What has gone so wrong, so fast? Ms. Truss assumed office a month ago, on September 6, but the pace of global events and war in Ukraine tends to obscure the fact that she won the Tory party election and entered Downing Street only after other Tories showed her predecessor, Boris Johnson, the door. 

Yet the Telegraph reports that Ms. Truss has a “net favorability rating of -59,” which is four points lower than the worst such rating held by the discredited former Labor leader, Jeremy Corbyn.  No wonder that one of that newspaper’s columnists implores, “Come back, Boris — all is forgiven.”

Even so, Ms. Truss on Monday penned an article in the Telegraph in which she defended the economic policies that are already making her deeply unpopular. In that article she blamed rising interest rates on “the crisis caused by Vladimir Putin’s appalling war and Covid.” 

Her response has been to push through deregulation and aggressive tax-cutting in the service of what she says will be growth, but markets have seemed less sure. After her speech yesterday at Birmingham, the pound fell two percent, Barron’s reported, to $1.12.

That was still an improvement following the pound’s tumble to a record low of $1.03 soon after Truss announced a stimulus package that includes $50 billion in tax cuts to be paid for by government borrowing on September 23.  After that, the Bank of England was forced to prop up the bond market and stop a wider economic crisis.

Britain’s economic house, in other words, is a long way from optimum working order. Even a leading Italian newspaper, La Repubblica, chirps that “someone is already talking about a return of Boris Johnson.” Yet while Mr. Johnson, energized by a sybaritic summer spell in Greece, may be waiting in the wings, it is one of his staunchest allies who may step in if Ms. Truss’s sputtering cabinet collapses. 

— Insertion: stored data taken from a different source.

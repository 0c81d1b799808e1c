use serde::{Deserialize, Serialize};
use serde_json::Value;
use sqlx::FromRow;
use utoipa::ToSchema;

/// A row of `users` exactly as stored, password included.
#[derive(Serialize, Deserialize, FromRow, ToSchema, Clone, Debug, PartialEq)]
pub struct User {
    pub id: i32,
    /// Número de identificación
    pub identificacion: String,
    pub nombres: String,
    pub apellidos: String,
    pub email: String,
    pub telefono: Option<String>,
    pub direccion: Option<String>,
    pub password: String,
    /// `M` o `F`
    pub sexo: Option<String>,
    pub edad: Option<i32>,
    /// `activo` o `inactivo`
    pub estatus: Option<String>,
    pub role_id: Option<i32>,
}

/// A user as returned by login: every column except the password.
#[derive(Serialize, Deserialize, FromRow, ToSchema, Clone, Debug, PartialEq)]
pub struct PublicUser {
    pub id: i32,
    pub identificacion: String,
    pub nombres: String,
    pub apellidos: String,
    pub email: String,
    pub telefono: Option<String>,
    pub direccion: Option<String>,
    pub sexo: Option<String>,
    pub edad: Option<i32>,
    pub estatus: Option<String>,
    pub role_id: Option<i32>,
}

impl From<User> for PublicUser {
    fn from(u: User) -> Self {
        PublicUser {
            id: u.id,
            identificacion: u.identificacion,
            nombres: u.nombres,
            apellidos: u.apellidos,
            email: u.email,
            telefono: u.telefono,
            direccion: u.direccion,
            sexo: u.sexo,
            edad: u.edad,
            estatus: u.estatus,
            role_id: u.role_id,
        }
    }
}

/// Fields are only checked for presence. Their JSON types are not checked; numbers and strings
/// are both accepted and the database converts them to the column types.
#[derive(Deserialize, ToSchema, Clone, Debug, Default)]
#[schema(example = json!({
    "identificacion": "123",
    "nombres": "Ana",
    "apellidos": "Lopez",
    "email": "a@x.com",
    "password": "pw",
    "sexo": "F",
    "edad": 30,
    "estatus": "activo",
    "role_id": 1
}))]
pub struct CreateUser {
    #[serde(default)]
    #[schema(value_type = Option<String>)]
    pub identificacion: Option<Value>,
    #[serde(default)]
    #[schema(value_type = Option<String>)]
    pub nombres: Option<Value>,
    #[serde(default)]
    #[schema(value_type = Option<String>)]
    pub apellidos: Option<Value>,
    #[serde(default)]
    #[schema(value_type = Option<String>)]
    pub email: Option<Value>,
    #[serde(default)]
    #[schema(value_type = Option<String>)]
    pub telefono: Option<Value>,
    #[serde(default)]
    #[schema(value_type = Option<String>)]
    pub direccion: Option<Value>,
    #[serde(default)]
    #[schema(value_type = Option<String>)]
    pub password: Option<Value>,
    #[serde(default)]
    #[schema(value_type = Option<String>)]
    pub sexo: Option<Value>,
    #[serde(default)]
    #[schema(value_type = Option<i32>)]
    pub edad: Option<Value>,
    #[serde(default)]
    #[schema(value_type = Option<String>)]
    pub estatus: Option<Value>,
    #[serde(default)]
    #[schema(value_type = Option<i32>)]
    pub role_id: Option<Value>,
}

/// Response for a created user: the password and optional columns are left out.
#[derive(Serialize, Deserialize, ToSchema, Clone, Debug, PartialEq)]
pub struct CreatedUser {
    pub id: i32,
    #[schema(value_type = String)]
    pub identificacion: Value,
    #[schema(value_type = String)]
    pub nombres: Value,
    #[schema(value_type = String)]
    pub apellidos: Value,
    #[schema(value_type = String)]
    pub email: Value,
}

#[derive(Deserialize, ToSchema, Clone, Debug, Default)]
#[schema(example = json!({ "email": "usuario@ejemplo.com", "password": "123456" }))]
pub struct LoginRequest {
    #[serde(default)]
    #[schema(value_type = Option<String>)]
    pub email: Option<Value>,
    #[serde(default)]
    #[schema(value_type = Option<String>)]
    pub password: Option<Value>,
}

#[cfg(test)]
mod tests {
    use super::*;

    #[test]
    fn body_fields_keep_their_json_type() {
        let body: CreateUser = serde_json::from_str(
            r#"{"identificacion": 123, "telefono": "555", "edad": "30", "role_id": "1"}"#,
        )
        .unwrap();
        assert_eq!(body.identificacion, Some(Value::from(123)));
        assert_eq!(body.edad, Some(Value::from("30")));
        assert_eq!(body.role_id, Some(Value::from("1")));
        assert!(body.nombres.is_none());
    }

    #[test]
    fn public_user_has_no_password() {
        let user = User {
            id: 7,
            identificacion: "123".into(),
            nombres: "Ana".into(),
            apellidos: "Lopez".into(),
            email: "a@x.com".into(),
            telefono: None,
            direccion: None,
            password: "pw".into(),
            sexo: Some("F".into()),
            edad: None,
            estatus: None,
            role_id: Some(1),
        };
        let json = serde_json::to_value(PublicUser::from(user)).unwrap();
        assert!(json.get("password").is_none());
        assert_eq!(json["role_id"], 1);
    }
}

That is the defense secretary, Ben Wallace, who many wags thought would toss his hat into the ring after Mr. Johnson’s exit. Mr. Wallace, though, has been busy managing with a quiet but firm hand Britain’s support of Ukraine. Now, according to the Daily Express, Tory MPs are ready to see Mr. Wallace step in as “emergency prime minister.”

Ms. Truss, for her part, has some choppy waters to navigate. She has had to explain, with limited success, why she wheeled on nixing a “45p” upper rate of income tax. A former Labor prime minister said that cutting benefits would cause “a national uprising.” Even one of her own cabinet ministers, Penny Mordaunt, has joined a rebellion — led by Tory party stalwart, Michael Gove — against Ms. Truss’s plans for welfare cuts. 

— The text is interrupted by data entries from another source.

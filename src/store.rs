//! Storage gateway over the MySQL connection pool.
//!
//! Every statement goes through [`execute`], [`fetch_all`], [`fetch_optional`] or [`fetch_scalar`].
//! They take any sqlx executor, so the same calls run against the pool or inside a transaction
//! obtained from [`Database::begin`].

use crate::config::DatabaseConfig;
use crate::error::StoreError;
use crate::sql::SqlParam;
use sqlx::mysql::{MySql, MySqlRow};
use sqlx::{Executor, FromRow, MySqlPool, Transaction};

/// Outcome of a write statement.
#[derive(Clone, Copy, Debug, PartialEq, Eq)]
pub struct ExecOutcome {
    pub last_insert_id: u64,
    pub rows_affected: u64,
}

impl ExecOutcome {
    /// Generated key of an `INT AUTO_INCREMENT` column.
    pub fn inserted_id(&self) -> Result<i32, StoreError> {
        i32::try_from(self.last_insert_id).map_err(|_| {
            StoreError::Query(sqlx::Error::Protocol(format!(
                "insert id {} out of range for INT",
                self.last_insert_id
            )))
        })
    }
}

/// Handle to the pool. Cheap to clone; passed to handlers through `AppState`.
#[derive(Clone, Debug)]
pub struct Database {
    pool: MySqlPool,
}

impl Database {
    /// Connect eagerly; fails if the server is unreachable.
    pub async fn connect(config: &DatabaseConfig) -> Result<Self, StoreError> {
        let pool = config
            .pool_options()
            .connect_with(config.connect_options())
            .await?;
        Ok(Database { pool })
    }

    /// Build the pool without opening a connection. The first statement connects.
    pub fn connect_lazy(config: &DatabaseConfig) -> Self {
        let pool = config.pool_options().connect_lazy_with(config.connect_options());
        Database { pool }
    }

    pub async fn begin(&self) -> Result<Transaction<'static, MySql>, StoreError> {
        Ok(self.pool.begin().await?)
    }

    pub async fn execute(&self, sql: &str, params: &[SqlParam]) -> Result<ExecOutcome, StoreError> {
        execute(&self.pool, sql, params).await
    }

    pub async fn fetch_all<T>(&self, sql: &str, params: &[SqlParam]) -> Result<Vec<T>, StoreError>
    where
        T: for<'r> FromRow<'r, MySqlRow> + Send + Unpin,
    {
        fetch_all(&self.pool, sql, params).await
    }

    pub async fn fetch_optional<T>(&self, sql: &str, params: &[SqlParam]) -> Result<Option<T>, StoreError>
    where
        T: for<'r> FromRow<'r, MySqlRow> + Send + Unpin,
    {
        fetch_optional(&self.pool, sql, params).await
    }

    /// `SELECT 1`, used by `/ready`.
    pub async fn ping(&self) -> Result<(), StoreError> {
        sqlx::query("SELECT 1").execute(&self.pool).await?;
        Ok(())
    }
}

pub async fn execute<'c, E>(executor: E, sql: &str, params: &[SqlParam]) -> Result<ExecOutcome, StoreError>
where
    E: Executor<'c, Database = MySql>,
{
    tracing::debug!(sql = %sql, params = ?params, "execute");
    let mut query = sqlx::query(sql);
    for p in params {
        query = query.bind(p.clone());
    }
    let result = query.execute(executor).await?;
    Ok(ExecOutcome {
        last_insert_id: result.last_insert_id(),
        rows_affected: result.rows_affected(),
    })
}

pub async fn fetch_all<'c, E, T>(executor: E, sql: &str, params: &[SqlParam]) -> Result<Vec<T>, StoreError>
where
    E: Executor<'c, Database = MySql>,
    T: for<'r> FromRow<'r, MySqlRow> + Send + Unpin,
{
    tracing::debug!(sql = %sql, params = ?params, "query");
    let mut query = sqlx::query_as::<_, T>(sql);
    for p in params {
        query = query.bind(p.clone());
    }
    Ok(query.fetch_all(executor).await?)
}

pub async fn fetch_optional<'c, E, T>(executor: E, sql: &str, params: &[SqlParam]) -> Result<Option<T>, StoreError>
where
    E: Executor<'c, Database = MySql>,
    T: for<'r> FromRow<'r, MySqlRow> + Send + Unpin,
{
    tracing::debug!(sql = %sql, params = ?params, "query");
    let mut query = sqlx::query_as::<_, T>(sql);
    for p in params {
        query = query.bind(p.clone());
    }
    Ok(query.fetch_optional(executor).await?)
}

/// Single value from the first column of the first row (e.g. `COUNT(*)`).
pub async fn fetch_scalar<'c, E, T>(executor: E, sql: &str, params: &[SqlParam]) -> Result<T, StoreError>
where
    E: Executor<'c, Database = MySql>,
    T: Send + Unpin,
    (T,): for<'r> FromRow<'r, MySqlRow>,
{
    tracing::debug!(sql = %sql, params = ?params, "query");
    let mut query = sqlx::query_scalar::<_, T>(sql);
    for p in params {
        query = query.bind(p.clone());
    }
    Ok(query.fetch_one(executor).await?)
}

It gets worse. The British band M People was “livid” that Ms. Truss used without their permission one of their songs as she took to the stage at Birmingham. Then the Guardian newspaper kindly suggested that “Liz Truss spoke as a PM in denial, watched by a party that knows she’s a failure.”

With enthusiasm like that at London, Prague probably sounds like a pretty nice respite from the storm. Or maybe not. When she was running for leadership of the Conservative party, Ms. Truss snubbed Mr. Macron, saying that the jury was out on whether the Frenchman could be counted as a “friend or foe.” 

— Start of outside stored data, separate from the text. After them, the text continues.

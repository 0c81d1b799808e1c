use super::DeleteOutcome;
use crate::error::StoreError;
use crate::model::{CreatedProduct, Product};
use crate::sql::SqlParam;
use crate::store::Database;
use serde_json::Value;
use sqlx::FromRow;

#[derive(Clone, Debug)]
pub struct NewProduct {
    pub name: Value,
    pub categoria: Option<Value>,
    pub precio_compra: Value,
    pub precio_venta: Value,
    pub iva: Value,
    pub imagen_url: Option<Value>,
}

#[derive(FromRow, Clone, Debug, PartialEq)]
pub struct ProductName {
    pub id: i32,
    pub name: String,
}

pub struct ProductService;

impl ProductService {
    pub async fn create(db: &Database, product: NewProduct) -> Result<CreatedProduct, StoreError> {
        let params = [
            SqlParam::from_json(&product.name),
            product.categoria.as_ref().into(),
            SqlParam::from_json(&product.precio_compra),
            SqlParam::from_json(&product.precio_venta),
            SqlParam::from_json(&product.iva),
            product.imagen_url.as_ref().into(),
        ];
        let outcome = db
            .execute(
                "INSERT INTO productos (name, categoria, precio_compra, precio_venta, iva, imagen_url) \
                 VALUES (?, ?, ?, ?, ?, ?)",
                &params,
            )
            .await?;
        Ok(CreatedProduct {
            id: outcome.inserted_id()?,
            name: product.name,
            categoria: product.categoria,
            precio_compra: product.precio_compra,
            precio_venta: product.precio_venta,
            iva: product.iva,
            imagen_url: product.imagen_url,
        })
    }

    pub async fn list(db: &Database) -> Result<Vec<Product>, StoreError> {
        db.fetch_all(
            "SELECT id, name, categoria, \
             CAST(precio_compra AS CHAR) AS precio_compra, \
             CAST(precio_venta AS CHAR) AS precio_venta, \
             CAST(iva AS CHAR) AS iva, \
             imagen_url FROM productos",
            &[],
        )
        .await
    }

    pub async fn delete(db: &Database, id: i64) -> Result<DeleteOutcome<ProductName>, StoreError> {
        let found: Option<ProductName> = db
            .fetch_optional("SELECT id, name FROM productos WHERE id = ?", &[id.into()])
            .await?;
        let Some(product) = found else {
            return Ok(DeleteOutcome::NotFound);
        };
        let outcome = db.execute("DELETE FROM productos WHERE id = ?", &[id.into()]).await?;
        if outcome.rows_affected == 0 {
            return Ok(DeleteOutcome::NothingDeleted);
        }
        Ok(DeleteOutcome::Deleted(product))
    }
}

That prompted Mr. Macron to retort, “If the French and British are not capable of saying whether we are friends or enemies — the term is not neutral — we are going to have a problem.”

The utility of the meeting to launch a so-called European Political Community is a question for another day.  Yet certainly the Ukrainians and Eastern Europeans they are seeing as we write will be glad for a British presence, given their belief that, as the Telegraph put it plainly, “Britain provides better security guarantees in the face of Russian aggression than the majority of EU members, including France and Germany.”

Should Ms. Truss have canceled? It is all but certain the knives will be out at Westminster while she is away. Labor already smells blood, though a national election is probably at least a year away.  Meantime an unstable Britain is in nobody’s interest, except possibly the Kremlin’s.